Fly

Fly, escrita por Raven Gregory (conocido por su extenso trabajo en *Grimm Fairy Tales*) e ilustrada por Eric J, es una de las obras más crudas y perturbadoras publicadas bajo el sello de Zenescope Entertainment. A diferencia de la mayoría de los títulos de esta editorial, que suelen apoyarse en la fantasía épica o el terror gótico, *Fly* se posiciona firmemente en el terreno del realismo sucio, el thriller psicológico y la deconstrucción del mito del superpoder.

La premisa central del cómic es tan sencilla como aterradora: en un mundo aparentemente normal, existe una droga de diseño que otorga a quien la consume la capacidad de volar. Sin embargo, este no es un relato sobre el heroísmo o la maravilla de surcar los cielos; es una exploración visceral sobre la adicción, las consecuencias de nuestras decisiones y la oscuridad que reside en el deseo de escapar de la realidad.

La narrativa se estructura a través de dos líneas temporales que se entrelazan con precisión quirúrgica. Por un lado, seguimos el presente de Eddie, un hombre cuya vida está en ruinas, marcado por el trauma y una dependencia física y emocional que lo consume. Por otro lado, la historia retrocede a la adolescencia de Eddie, el momento en que él y su grupo de amigos —especialmente Danielle y Francis— descubren la sustancia y experimentan por primera vez el éxtasis del vuelo.

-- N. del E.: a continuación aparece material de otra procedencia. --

use std::{env, io, net::IpAddr, process, time::Duration};

use hostresolv::{config::ResolverConfig, resolver::ResolverEvent, socket::SyncResolver};
use log::LevelFilter;

fn main() -> io::Result<()> {
    env_logger::Builder::new()
        .filter_module(env!("CARGO_PKG_NAME"), LevelFilter::Debug)
        .filter_module(env!("CARGO_CRATE_NAME"), LevelFilter::Trace)
        .init();

    let args = env::args().skip(1).collect::<Vec<_>>();
    let hostname = match &*args {
        [] => "hostresolv-demo".to_string(),
        [name] => name.clone(),
        _ => {
            eprintln!("usage: mdns-responder [hostname]");
            process::exit(1);
        }
    };

    let local_addrs = if_addrs::get_if_addrs()?
        .into_iter()
        .map(|interface| interface.ip())
        .filter(|ip| match ip {
            IpAddr::V4(ip) => ip.is_private(),
            IpAddr::V6(_) => false,
        })
        .collect::<Vec<_>>();
    if local_addrs.is_empty() {
        return Err(io::Error::new(
            io::ErrorKind::AddrNotAvailable,
            "no local network interface with private IPv4 address found",
        ));
    }
    log::info!("announcing {}.local at {:?}", hostname, local_addrs);

    let config = ResolverConfig::default()
        .with_hostname(hostname)
        .with_local_addrs(local_addrs);
    let mut responder = SyncResolver::new(config)?;
    loop {
        responder.poll(Duration::from_secs(1))?;
        while let Some(event) = responder.poll_event() {
            match event {
                ResolverEvent::HostnameReady(name) => println!("now answering for {}.local", name),
                ResolverEvent::HostnameConflict { previous, renamed } => {
                    println!("{}.local is taken, trying {}.local", previous, renamed)
                }
                ResolverEvent::Found { name, addr } => println!("{}: {:?}", name, addr),
            }
        }
    }
}
//! Hostname resolution: a unicast DNS client plus an mDNS client and responder.
//!
//! The core is [`resolver::Resolver`], a sans-I/O engine holding a fixed-size cache of
//! resolutions. It schedules queries with linear backoff, parses responses, answers mDNS
//! requests for the local hostname and defends that hostname against conflicts.
//! [`socket::SyncResolver`] drives it over a real UDP socket.

#![forbid(unaligned_references)]

mod hex;
mod num;

pub mod cache;
pub mod config;
pub mod packet;
pub mod resolver;
pub mod socket;

pub use packet::Error;

/// Size of unicast DNS message buffers.
///
/// Unicast DNS messages are limited to 512 Bytes.
pub const DNS_BUFFER_SIZE: usize = 512;

/// Size of multicast DNS message buffers.
///
/// DNS messages are limited to 512 Bytes, but mDNS works entirely within a local network, so it can
/// use larger messages.
///
/// This constant is the size of packet receive buffers and does not have to accomodate IP and UDP
/// headers. It still does, because I cannot be bothered.
pub const MDNS_BUFFER_SIZE: usize = 1500;

/// Port of unicast DNS servers.
pub const DNS_PORT: u16 = 53;

/// Port mDNS queries and announcements are multicast on.
pub const MDNS_PORT: u16 = 5353;

/// Secondary port for one-shot mDNS queriers expecting a unicast reply.
///
/// Requests from any port other than [`MDNS_PORT`] are answered directly to the sender.
pub const MDNS_RESPONDER_PORT: u16 = 5354;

El concepto del vuelo en esta obra funciona como una metáfora perfecta de la drogadicción. El primer "viaje" es descrito como una experiencia trascendental, una liberación absoluta de las cargas terrenales. Pero, al igual que con cualquier sustancia altamente adictiva, el efecto es efímero y el precio a pagar es desproporcionado. Gregory no escatima en mostrar el deterioro moral y físico de los personajes. Volar no los hace mejores personas; simplemente les da una herramienta para manifestar sus peores impulsos o para ignorar sus responsabilidades hasta que es demasiado tarde.

Uno de los puntos más fuertes del guion es la caracterización de sus tres protagonistas. Eddie es el eje emocional, un hombre atrapado entre el arrepentimiento y la necesidad. Danielle representa la vulnerabilidad y la tragedia de quien busca amor en los lugares equivocados, mientras que Francis encarna el peligro absoluto: qué sucede cuando una persona inestable y sociópata adquiere un poder que lo sitúa, literalmente, por encima de los demás. La dinámica entre ellos evoluciona de una amistad juvenil llena de posibilidades a una red de secretos, violencia y codependencia.

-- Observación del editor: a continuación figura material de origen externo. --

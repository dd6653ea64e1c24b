//! The sans-I/O resolver engine.
//!
//! [`Resolver`] performs no I/O of its own. The caller feeds it received datagrams
//! ([`Resolver::handle_datagram`]) and timer expirations ([`Resolver::handle_timeout`]), and
//! drains the datagrams it wants sent ([`Resolver::poll_transmit`]) and the events it raised
//! ([`Resolver::poll_event`]). [`SyncResolver`][crate::socket::SyncResolver] is a ready-made
//! driver over a blocking socket.
//!
//! ```
//! use hostresolv::{config::ResolverConfig, resolver::Resolver, cache::ResolvStatus};
//! use std::time::Instant;
//!
//! let now = Instant::now();
//! let mut resolver = Resolver::new(ResolverConfig::default().with_responder(false), now)?;
//! resolver.query("example.com", now)?;
//! resolver.handle_timeout(now);
//!
//! let transmit = resolver.poll_transmit().unwrap();
//! assert_eq!(transmit.destination.port(), 53);
//! assert_eq!(resolver.lookup("example.com", now).0, ResolvStatus::Resolving);
//! # Ok::<(), hostresolv::Error>(())
//! ```

mod identity;
mod query;
mod response;

use std::{
    collections::VecDeque,
    net::{IpAddr, SocketAddr},
    time::Instant,
};

use crate::{
    cache::{Cache, EntryName, ResolvStatus},
    config::ResolverConfig,
    Error,
};

use self::identity::Identity;

pub use self::identity::{encode_announcement, IdentityState};
pub use self::query::encode_query;

/// A datagram the resolver wants sent.
#[derive(Debug, Clone, PartialEq, Eq)]
pub struct Transmit {
    pub destination: SocketAddr,
    pub payload: Vec<u8>,
}

/// Notifications raised by the [`Resolver`].
#[derive(Debug, Clone, PartialEq, Eq)]
pub enum ResolverEvent {
    /// Resolution of `name` finished, successfully or not.
    ///
    /// This only signals that something changed; [`Resolver::lookup`] reports the current state.
    Found { name: String, addr: Option<IpAddr> },
    /// Nobody else answered for our hostname, so it is ours now and is being announced.
    HostnameReady(String),
    /// Another host answered for our hostname. Probing restarts with the renamed hostname.
    HostnameConflict { previous: String, renamed: String },
}

/// Resolver context: the cache, the mDNS identity, and the outgoing queues.
pub struct Resolver {
    config: ResolverConfig,
    cache: Cache,
    dns_server: IpAddr,
    identity: Identity,
    /// When the query scheduler should run next.
    next_tick: Option<Instant>,
    write_outs: VecDeque<Transmit>,
    event_outs: VecDeque<ResolverEvent>,
}

impl Resolver {
    /// Creates a resolver with an empty cache.
    ///
    /// When the configuration makes this resolver an mDNS responder, probing for the configured
    /// hostname is scheduled right away. Fails if that hostname is unusable, and with
    /// [`Error::InvalidValue`] if the cache has no room for a single entry.
    pub fn new(config: ResolverConfig, now: Instant) -> Result<Self, Error> {
        if config.capacity == 0 {
            return Err(Error::InvalidValue);
        }
        let identity = Identity::new(&config)?;
        let mut this = Self {
            cache: Cache::new(config.capacity),
            dns_server: config.dns_server(),
            identity,
            next_tick: None,
            write_outs: VecDeque::new(),
            event_outs: VecDeque::new(),
            config,
        };
        this.start_probe(now);
        Ok(this)
    }

    /// Starts resolving `name`.
    ///
    /// Names under `.local` are resolved over mDNS (if enabled), everything else is sent to the
    /// configured DNS server. Progress is reported through [`Resolver::poll_event`] and
    /// [`Resolver::lookup`].
    pub fn query(&mut self, name: &str, now: Instant) -> Result<(), Error> {
        let name = EntryName::new(name)?;
        name.to_domain()?;

        let index = self.cache.claim(name, self.config.mdns, now);
        log::debug!("query for {} claimed entry {}", name, index);
        self.next_tick = Some(now);
        Ok(())
    }

    /// Reports what is currently known about `name`.
    pub fn lookup(&self, name: &str, now: Instant) -> (ResolvStatus, Option<IpAddr>) {
        let Ok(name) = EntryName::new(name) else {
            return (ResolvStatus::Uncached, None);
        };
        if self.config.loopback_shortcut && name.as_bytes().eq_ignore_ascii_case(b"localhost") {
            return (ResolvStatus::Cached, Some(self.config.family.loopback()));
        }
        self.cache.lookup(&name, now)
    }

    /// Changes the local hostname (without `.local`) and, as a responder, probes for it.
    pub fn set_hostname(&mut self, hostname: &str, now: Instant) -> Result<(), Error> {
        self.identity.set_hostname(hostname)?;
        self.start_probe(now);
        Ok(())
    }

    /// Returns the local hostname, without `.local`.
    pub fn hostname(&self) -> &str {
        self.identity.hostname()
    }

    pub fn identity_state(&self) -> IdentityState {
        self.identity.state()
    }

    /// Sets the server that unicast queries are sent to.
    pub fn configure_dns_server(&mut self, server: IpAddr) {
        log::debug!("using DNS server {}", server);
        self.dns_server = server;
    }

    pub fn dns_server(&self) -> IpAddr {
        self.dns_server
    }

    pub fn config(&self) -> &ResolverConfig {
        &self.config
    }

    /// Read-only view of the cache table.
    pub fn cache(&self) -> &Cache {
        &self.cache
    }

    /// Runs everything that has come due: a pending announcement, a scheduled probe, and the
    /// query scheduler.
    pub fn handle_timeout(&mut self, now: Instant) {
        if self.identity.take_announce(now) && self.identity.state() == IdentityState::Ready {
            self.announce();
        }
        if self.identity.take_probe(now) {
            self.send_probe(now);
        }
        if self.next_tick.map_or(false, |tick| tick <= now) {
            self.next_tick = None;
            self.check_entries(now);
        }
    }

    /// Returns when [`Resolver::handle_timeout`] should be called next.
    pub fn poll_timeout(&self) -> Option<Instant> {
        [
            self.next_tick,
            self.identity.probe_at(),
            self.identity.announce_at(),
        ]
        .into_iter()
        .flatten()
        .min()
    }

    /// Returns the next datagram to send.
    pub fn poll_transmit(&mut self) -> Option<Transmit> {
        self.write_outs.pop_front()
    }

    /// Returns the next event.
    pub fn poll_event(&mut self) -> Option<ResolverEvent> {
        self.event_outs.pop_front()
    }

    /// Reports a finished resolution, unless it is the outcome of our own hostname probe.
    fn notify(&mut self, name: EntryName, addr: Option<IpAddr>, now: Instant) {
        if self.identity_result(&name, addr, now) {
            return;
        }

        match addr {
            Some(addr) => log::debug!("found address for {}: {}", name, addr),
            None => log::debug!("unable to resolve {}", name),
        }
        self.event_outs.push_back(ResolverEvent::Found {
            name: name.as_str().into_owned(),
            addr,
        });
    }
}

El apartado visual de Eric J es fundamental para establecer el tono de la obra. Su estilo es detallado pero mantiene una cualidad áspera y sombría que encaja perfectamente con la narrativa de Gregory. El uso de las sombras y la composición de las páginas logran transmitir tanto la euforia del vuelo como la claustrofobia de la abstinencia y la desesperación urbana. No hay colores brillantes ni estéticas idealizadas; incluso las escenas en el aire tienen una cualidad inquietante, recordándole al lector que lo que sube, inevitablemente, tiene que bajar.

*Fly* se aleja de las convenciones del género de superhéroes al eliminar cualquier rastro de altruismo. Aquí, el poder no conlleva responsabilidad, sino una erosión del alma. Es una historia sobre personas rotas que intentan arreglarse con algo que solo las rompe más. La estructura de la miniserie (dividida en varios arcos que profundizan en el pasado y el presente) permite que el misterio sobre qué ocurrió realmente en la juventud de los protagonistas se mantenga tenso hasta el final, sin necesidad de recurrir a giros argumentales gratuitos.

En resumen, *Fly* es una lectura obligatoria para quienes buscan un cómic adulto que utilice elementos fantásticos para diseccionar problemas humanos universales. Es una obra incómoda, a ratos deprimente, pero profundamente honesta sobre la naturaleza de la adicción y la imposibilidad de huir de uno mismo, incluso cuando se tienen alas. Es, en última instancia, una advertencia sobre el costo de la evasión y el peso insoportable de la gravedad emocional.